Kapasitas galangan kapal Tiongkok lebih dari 200 kali lipat AS, kata Intelijen Angkatan Laut

Sebuah slide Intelijen Angkatan Laut AS (ONI) yang bocor secara online menyoroti kekhawatiran atas angkatan laut Tiongkok yang berkembang pesat dan kemampuan negara itu untuk memproduksi kapal dengan laju yang lebih cepat daripada Amerika Serikat.

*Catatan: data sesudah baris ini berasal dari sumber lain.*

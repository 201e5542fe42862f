use log::warn;

use crate::{cartridge::Cartridge, joypad::Joypad, ppu::Ppu, timer::Timer};

// Software fastmem configuration: the 16-bit bus is split into 256-byte pages.
const PAGE_COUNT: usize = 256;
/// Page-table entry for addresses that take the dispatching slow path.
const NO_PAGE: u32 = u32::MAX;

const VRAM_SIZE: usize = 0x2000;
const WRAM_SIZE: usize = 0x2000;
const OAM_SIZE: usize = 0xA0;
const HRAM_SIZE: usize = 0x7F;
const IO_SIZE: usize = 0x80;

// Arena layout: VRAM first, then WRAM.
const VRAM_BASE: usize = 0;
const WRAM_BASE: usize = VRAM_SIZE;

pub type IoReadHandler = Box<dyn FnMut(u16) -> u8>;
pub type IoWriteHandler = Box<dyn FnMut(u16, u8)>;

/// The 16-bit memory bus.
///
/// Most accesses resolve through the page tables: each of the 256 pages is
/// either an offset into the internal byte arena (VRAM, WRAM and the echo
/// region, which shares WRAM's backing) or [`NO_PAGE`], in which case the
/// access dispatches by range to the owning component. The tables are built
/// once and stay consistent with the arena layout: a fast entry always points
/// at 256 contiguous arena bytes.
pub struct Mmu {
    arena: Vec<u8>,
    page_read: [u32; PAGE_COUNT],
    page_write: [u32; PAGE_COUNT],

    oam: [u8; OAM_SIZE],
    hram: [u8; HRAM_SIZE],
    io: [u8; IO_SIZE],
    pub if_reg: u8,
    pub ie_reg: u8,

    pub cart: Option<Cartridge>,
    pub ppu: Ppu,
    pub timer: Timer,
    pub joypad: Joypad,

    // Per-byte I/O overrides for registers no component claims. Handlers
    // manipulate their own captured state and must not call back into the bus
    // for their own address.
    io_read_handlers: [Option<IoReadHandler>; IO_SIZE],
    io_write_handlers: [Option<IoWriteHandler>; IO_SIZE],
}

impl Mmu {
    pub fn new() -> Self {
        let mut mmu = Self {
            arena: vec![0; VRAM_SIZE + WRAM_SIZE],
            page_read: [NO_PAGE; PAGE_COUNT],
            page_write: [NO_PAGE; PAGE_COUNT],
            oam: [0; OAM_SIZE],
            hram: [0; HRAM_SIZE],
            io: [0; IO_SIZE],
            if_reg: 0xE1,
            ie_reg: 0,
            cart: None,
            ppu: Ppu::new(),
            timer: Timer::new(),
            joypad: Joypad::new(),
            io_read_handlers: std::array::from_fn(|_| None),
            io_write_handlers: std::array::from_fn(|_| None),
        };
        mmu.init_page_tables();
        mmu
    }

    /// Map the always-safe regions. Everything else (ROM, cartridge RAM,
    /// OAM, I/O, HRAM, IE) stays on the slow path.
    fn init_page_tables(&mut self) {
        // VRAM: 0x8000-0x9FFF
        for page in 0x80..=0x9F {
            let base = (VRAM_BASE + (page - 0x80) * 0x100) as u32;
            self.page_read[page] = base;
            self.page_write[page] = base;
        }
        // WRAM: 0xC000-0xDFFF
        for page in 0xC0..=0xDF {
            let base = (WRAM_BASE + (page - 0xC0) * 0x100) as u32;
            self.page_read[page] = base;
            self.page_write[page] = base;
        }
        // Echo RAM: 0xE000-0xFDFF mirrors 0xC000-0xDDFF
        for page in 0xE0..=0xFD {
            let base = (WRAM_BASE + (page - 0xE0) * 0x100) as u32;
            self.page_read[page] = base;
            self.page_write[page] = base;
        }
    }

    pub fn read_byte(&mut self, addr: u16) -> u8 {
        let base = self.page_read[usize::from(addr >> 8)];
        if base != NO_PAGE {
            return self.arena[base as usize + usize::from(addr & 0xFF)];
        }
        self.read_slow(addr)
    }

    pub fn write_byte(&mut self, addr: u16, val: u8) {
        let base = self.page_write[usize::from(addr >> 8)];
        if base != NO_PAGE {
            self.arena[base as usize + usize::from(addr & 0xFF)] = val;
            return;
        }
        self.write_slow(addr, val);
    }

    /// Little-endian 16-bit read, low byte first.
    pub fn read_word(&mut self, addr: u16) -> u16 {
        let lo = u16::from(self.read_byte(addr));
        let hi = u16::from(self.read_byte(addr.wrapping_add(1)));
        (hi << 8) | lo
    }

    /// Little-endian 16-bit write, low byte first.
    pub fn write_word(&mut self, addr: u16, val: u16) {
        self.write_byte(addr, val as u8);
        self.write_byte(addr.wrapping_add(1), (val >> 8) as u8);
    }

    fn read_slow(&mut self, addr: u16) -> u8 {
        match addr {
            0x0000..=0x7FFF => self.cart.as_ref().map(|c| c.read(addr)).unwrap_or(0xFF),
            0xA000..=0xBFFF => self.cart.as_ref().map(|c| c.read_ram(addr)).unwrap_or(0xFF),
            0xFE00..=0xFE9F => self.oam[usize::from(addr - 0xFE00)],
            0xFEA0..=0xFEFF => 0xFF,
            0xFF00..=0xFF7F => self.io_read(addr),
            0xFF80..=0xFFFE => self.hram[usize::from(addr - 0xFF80)],
            0xFFFF => self.ie_reg,
            _ => {
                warn!("read from unmapped address {addr:#06X}");
                0xFF
            }
        }
    }

    fn write_slow(&mut self, addr: u16, val: u8) {
        match addr {
            0x0000..=0x7FFF => {
                if let Some(cart) = self.cart.as_mut() {
                    cart.write(addr, val);
                }
            }
            0xA000..=0xBFFF => {
                if let Some(cart) = self.cart.as_mut() {
                    cart.write_ram(addr, val);
                }
            }
            0xFE00..=0xFE9F => self.oam[usize::from(addr - 0xFE00)] = val,
            0xFEA0..=0xFEFF => {}
            0xFF00..=0xFF7F => self.io_write(addr, val),
            0xFF80..=0xFFFE => self.hram[usize::from(addr - 0xFF80)] = val,
            0xFFFF => self.ie_reg = val,
            _ => warn!("write to unmapped address {addr:#06X} = {val:#04X}"),
        }
    }

    fn io_read(&mut self, addr: u16) -> u8 {
        match addr {
            0xFF00 => self.joypad.read(),
            0xFF04..=0xFF07 => self.timer.read(addr),
            0xFF0F => self.if_reg | 0xE0,
            0xFF40..=0xFF4B => self.ppu.read_reg(addr),
            _ => {
                let offset = usize::from(addr - 0xFF00);
                if let Some(handler) = self.io_read_handlers[offset].as_mut() {
                    handler(addr)
                } else {
                    self.io[offset]
                }
            }
        }
    }

    fn io_write(&mut self, addr: u16, val: u8) {
        match addr {
            0xFF00 => self.joypad.write(val),
            0xFF04..=0xFF07 => self.timer.write(addr, val),
            0xFF0F => self.if_reg = val & 0x1F,
            0xFF46 => {
                self.ppu.dma = val;
                self.oam_dma(val);
            }
            0xFF40..=0xFF4B => self.ppu.write_reg(addr, val),
            _ => {
                let offset = usize::from(addr - 0xFF00);
                if let Some(handler) = self.io_write_handlers[offset].as_mut() {
                    handler(addr, val);
                } else {
                    self.io[offset] = val;
                }
            }
        }
    }

    /// Copy 160 bytes from `source << 8` into OAM.
    fn oam_dma(&mut self, source: u8) {
        let src = u16::from(source) << 8;
        for i in 0..OAM_SIZE as u16 {
            let byte = self.read_byte(src.wrapping_add(i));
            self.oam[usize::from(i)] = byte;
        }
    }

    /// Override a single I/O byte's read and write. Registers owned by a
    /// component (joypad, timer, IF, PPU) are dispatched before the handler
    /// table and cannot be overridden.
    pub fn register_io_handler(&mut self, addr: u16, read: IoReadHandler, write: IoWriteHandler) {
        if !(0xFF00..=0xFF7F).contains(&addr) {
            warn!("io handler registration for non-I/O address {addr:#06X} ignored");
            return;
        }
        let offset = usize::from(addr - 0xFF00);
        self.io_read_handlers[offset] = Some(read);
        self.io_write_handlers[offset] = Some(write);
    }

    /// OR `mask` into the interrupt-flag register.
    pub fn request_interrupt(&mut self, mask: u8) {
        self.if_reg |= mask & 0x1F;
    }

    /// Push a new joypad state (active-low, 1 = released).
    pub fn set_joypad(&mut self, state: u8) {
        self.joypad.set_state(state, &mut self.if_reg);
    }

    /// Fan `cycles` out to the bus-owned components, picture unit first.
    pub fn tick(&mut self, cycles: u32) {
        self.ppu.step(
            cycles,
            &self.arena[VRAM_BASE..VRAM_BASE + VRAM_SIZE],
            &self.oam,
            &mut self.if_reg,
        );
        self.timer.step(cycles, &mut self.if_reg);
    }
}

impl Default for Mmu {
    fn default() -> Self {
        Self::new()
    }
}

“Orang Tiongkok melihat dekade ini sebagai peluang strategis,” kata Brent Sadler, rekan peneliti senior untuk perang angkatan laut dan teknologi maju di Pusat Pertahanan Nasional di Heritage Foundation, kepada Fox Digital. “Saya tidak melihat adanya pembelokan kurva dalam waktu dekat di mana kita benar-benar mulai menutup kesenjangan dengan Tiongkok.”

Komentar Sadler muncul setelah gambar slide Intelijen Angkatan Laut AS yang tidak rahasia telah beredar luas di internet. Gambar tersebut, yang diambil dalam sebuah laporan War Zone, menunjukkan kapasitas pembuatan kapal Tiongkok yang masif dibandingkan dengan Amerika Serikat.

Otentisitas slide tersebut dikonfirmasi oleh juru bicara Angkatan Laut, yang memperingatkan bahwa itu tidak dimaksudkan sebagai analisis mendalam.

“Slide tersebut dikembangkan oleh Kantor Intelijen Angkatan Laut dari beberapa sumber publik sebagai bagian dari ringkasan keseluruhan tentang persaingan strategis,” kata juru bicara itu kepada Fox Digital. “Slide tersebut memberikan konteks dan tren pada kapasitas pembuatan kapal Tiongkok. Ini tidak dimaksudkan sebagai penyelaman mendalam ke dalam industri pembuatan kapal komersial RRT (Republik Rakyat Tiongkok).”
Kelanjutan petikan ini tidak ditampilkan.